* **TASK ITEM**: Please copy, exactly as they appear below, the lines from the one containing "assert_eq!(out.channels[0], expected_carrier(480, 440.0, 0.5));" through the one containing "assert_eq!(out.frames(), 2048);".

* **EXERCISE MATERIALS**:
☆ ☆ ☆ ☆

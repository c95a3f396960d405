//! Channel layout negotiated between a host and a processor.

/// Channel configuration for an audio processor.
#[derive(Clone, Copy, Debug, PartialEq, Eq)]
pub struct ChannelConfig {
    pub inputs: u16,
    pub outputs: u16,
}

impl ChannelConfig {
    pub const MONO: Self = Self { inputs: 1, outputs: 1 };
    pub const STEREO: Self = Self { inputs: 2, outputs: 2 };

    /// Same channel count on both sides.
    pub const fn symmetric(channels: u16) -> Self {
        Self { inputs: channels, outputs: channels }
    }

    /// True if the output layout mirrors the input layout.
    pub fn is_symmetric(&self) -> bool {
        self.inputs == self.outputs
    }
}
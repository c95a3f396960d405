//! Error types for the controller.

use rm_audio::AudioError;
use rm_engine::EngineError;
use std::path::PathBuf;
use thiserror::Error;

use crate::wav::WavError;

#[derive(Debug, Error)]
pub enum SettingsError {
    #[error("failed to read settings file {path}")]
    Read {
        path: PathBuf,
        #[source]
        source: std::io::Error,
    },
    #[error("invalid settings: {0}")]
    Parse(#[from] serde_yaml::Error),
}

#[derive(Debug, Error)]
pub enum HostError {
    #[error(transparent)]
    Wav(#[from] WavError),
    #[error(transparent)]
    Engine(#[from] EngineError),
    #[error(transparent)]
    Audio(#[from] AudioError),
    #[error(transparent)]
    Settings(#[from] SettingsError),
    #[error("i/o error on {path}")]
    Io {
        path: PathBuf,
        #[source]
        source: std::io::Error,
    },
    #[error("failed to encode WAV")]
    Encode(#[source] std::io::Error),
    #[error("processor rejected {0} channel layout")]
    UnsupportedLayout(u16),
}
//! DSP primitives for ringmod.
//!
//! Wavetable oscillator, waveform generators and the planar audio buffer
//! the engine processes in place.
//!
//! Designed to be `no_std` compatible with the `alloc` crate.

#![cfg_attr(not(feature = "std"), no_std)]

extern crate alloc;

mod audio_buffer;
mod channel_config;
mod waveform;
mod wavetable;

pub use audio_buffer::{AudioBuffer, BLOCK_SIZE, MAX_CHANNELS};
pub use channel_config::ChannelConfig;
pub use waveform::Waveform;
pub use wavetable::{Interpolation, WavetableError, WavetableOscillator, DEFAULT_TABLE_SIZE};
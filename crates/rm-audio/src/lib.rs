//! Audio device backends for ringmod.
//!
//! Stands in for a plugin host: captures an input device, runs an
//! [`rm_engine::AudioProcessor`] inside the output callback and plays the
//! result.

mod cpal_backend;
mod traits;

pub use cpal_backend::CpalDuplex;
pub use traits::{AudioBackend, AudioError, StreamStats};
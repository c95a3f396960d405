//! End-to-end behaviour of the engine and the offline renderer.

use rm_dsp::{Waveform, WavetableOscillator};
use rm_engine::{AudioBuffer, EngineConfig, RingModEngine};
use rm_host::{load_wav, render_offline, wav_to_bytes, Controller, Settings, WavData};

const SR: f64 = 48000.0;

/// The carrier a 1024-entry sine table should produce, computed by hand:
/// `sin(2π·i/N)` in double precision, stored as f32.
fn expected_carrier(frames: usize, frequency: f64, amplitude: f32) -> Vec<f32> {
    let table: Vec<f32> = (0..1024)
        .map(|i| libm::sin(std::f64::consts::TAU * i as f64 / 1024.0) as f32)
        .collect();
    let increment = frequency * 1024.0 / SR;
    let mut phase = 0.0f64;
    (0..frames)
        .map(|_| {
            let v = amplitude * table[phase as usize];
            phase = (phase + increment) % 1024.0;
            v
        })
        .collect()
}

#[test]
fn unit_input_yields_scaled_carrier_bit_for_bit() {
    let mut engine = RingModEngine::default();
    engine.prepare(SR, 512).unwrap();
    engine.set_frequency(440.0);
    engine.set_amplitude(0.5);
    engine.set_enabled(true);

    let mut buf = AudioBuffer::new(1, 480);
    buf.channel_mut(0).fill(1.0);
    engine.process(&mut buf);

    let expected = expected_carrier(480, 440.0, 0.5);
    for (s, (&got, &want)) in buf.channel(0).iter().zip(&expected).enumerate() {
        assert_eq!(got.to_bits(), want.to_bits(), "frame {}: {} vs {}", s, got, want);
    }
}

#[test]
fn carrier_is_continuous_across_blocks() {
    let mut engine = RingModEngine::default();
    engine.prepare(SR, 64).unwrap();

    let mut out = Vec::new();
    for len in [100, 7, 64, 309] {
        let mut buf = AudioBuffer::new(1, len);
        buf.channel_mut(0).fill(1.0);
        engine.process(&mut buf);
        out.extend_from_slice(buf.channel(0));
    }
    assert_eq!(out, expected_carrier(480, 440.0, 0.5));
}

#[test]
fn bypass_passes_input_and_free_runs_the_carrier() {
    let mut engine = RingModEngine::default();
    engine.prepare(SR, 256).unwrap();

    let input: Vec<f32> = (0..256).map(|i| (i as f32 * 0.37).sin() * 0.8 - 0.1).collect();
    engine.set_enabled(false);
    let mut buf = AudioBuffer::new(2, 256);
    buf.channel_mut(0).copy_from_slice(&input);
    buf.channel_mut(1).copy_from_slice(&input);
    engine.process(&mut buf);
    for ch in 0..2 {
        let same = buf.channel(ch).iter().zip(&input).all(|(a, b)| a.to_bits() == b.to_bits());
        assert!(same, "channel {} altered while bypassed", ch);
    }

    let mut reference = WavetableOscillator::new(SR, 1024, |a| Waveform::Sine.sample(a)).unwrap();
    reference.set_frequency(440.0);
    for _ in 0..256 {
        reference.advance();
    }
    let osc = engine.oscillator().unwrap();
    assert_eq!(osc.phase(), reference.phase());

    // Re-enabled output continues from the free-run phase.
    engine.set_enabled(true);
    let mut buf = AudioBuffer::new(1, 224);
    buf.channel_mut(0).fill(1.0);
    engine.process(&mut buf);
    let full = expected_carrier(480, 440.0, 0.5);
    assert_eq!(buf.channel(0), &full[256..]);
}

#[test]
fn offline_render_of_unit_file_matches_carrier() {
    let input = WavData::new(48000, vec![vec![1.0; 480]]);
    let mut engine = RingModEngine::new(EngineConfig::default());
    let out = render_offline(&mut engine, &input, 100).unwrap();
    assert_eq!(out.channels[0], expected_carrier(480, 440.0, 0.5));
}

#[test]
fn controller_renders_encoded_wav() {
    let settings = Settings { frequency: 1000.0, amplitude: 1.0, ..Settings::default() };
    let input = WavData::new(44100, vec![vec![0.5; 2048], vec![-0.5; 2048]]);
    let bytes = Controller::new(settings).render_bytes(&wav_to_bytes(&input).unwrap()).unwrap();

    let out = load_wav(&bytes).unwrap();
    assert_eq!(out.sample_rate, 44100);
    assert_eq!(out.frames(), 2048);
    // Both channels see the same carrier with opposite-sign input.
    for (l, r) in out.channels[0].iter().zip(&out.channels[1]) {
        assert!((l + r).abs() <= 1.0 / 32768.0 + f32::EPSILON, "{} vs {}", l, r);
    }
    let peak = out.channels[0].iter().fold(0.0f32, |m, s| m.max(s.abs()));
    assert!(peak > 0.45 && peak <= 0.5 + 1e-3, "peak {}", peak);
}

#[test]
fn bypassed_controller_render_is_transparent_to_one_lsb() {
    let settings = Settings { enabled: false, ..Settings::default() };
    let input = WavData::new(22050, vec![(0..1000).map(|i| (i as f32 / 50.0).sin() * 0.9).collect()]);
    let encoded = wav_to_bytes(&input).unwrap();
    let rendered = Controller::new(settings).render_bytes(&encoded).unwrap();

    let before = load_wav(&encoded).unwrap();
    let after = load_wav(&rendered).unwrap();
    assert_eq!(after.frames(), 1000);
    for (a, b) in before.channels[0].iter().zip(&after.channels[0]) {
        assert!((a - b).abs() <= 1.0 / 32768.0 + f32::EPSILON, "{} vs {}", a, b);
    }
}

☆ ☆ ☆ ☆

* **ANSWER BELOW**:
    assert_eq!(out.channels[0], expected_carrier(480, 440.0, 0.5));
}

#[test]
fn controller_renders_encoded_wav() {
    let settings = Settings { frequency: 1000.0, amplitude: 1.0, ..Settings::default() };
    let input = WavData::new(44100, vec![vec![0.5; 2048], vec![-0.5; 2048]]);
    let bytes = Controller::new(settings).render_bytes(&wav_to_bytes(&input).unwrap()).unwrap();

    let out = load_wav(&bytes).unwrap();
    assert_eq!(out.sample_rate, 44100);
    assert_eq!(out.frames(), 2048);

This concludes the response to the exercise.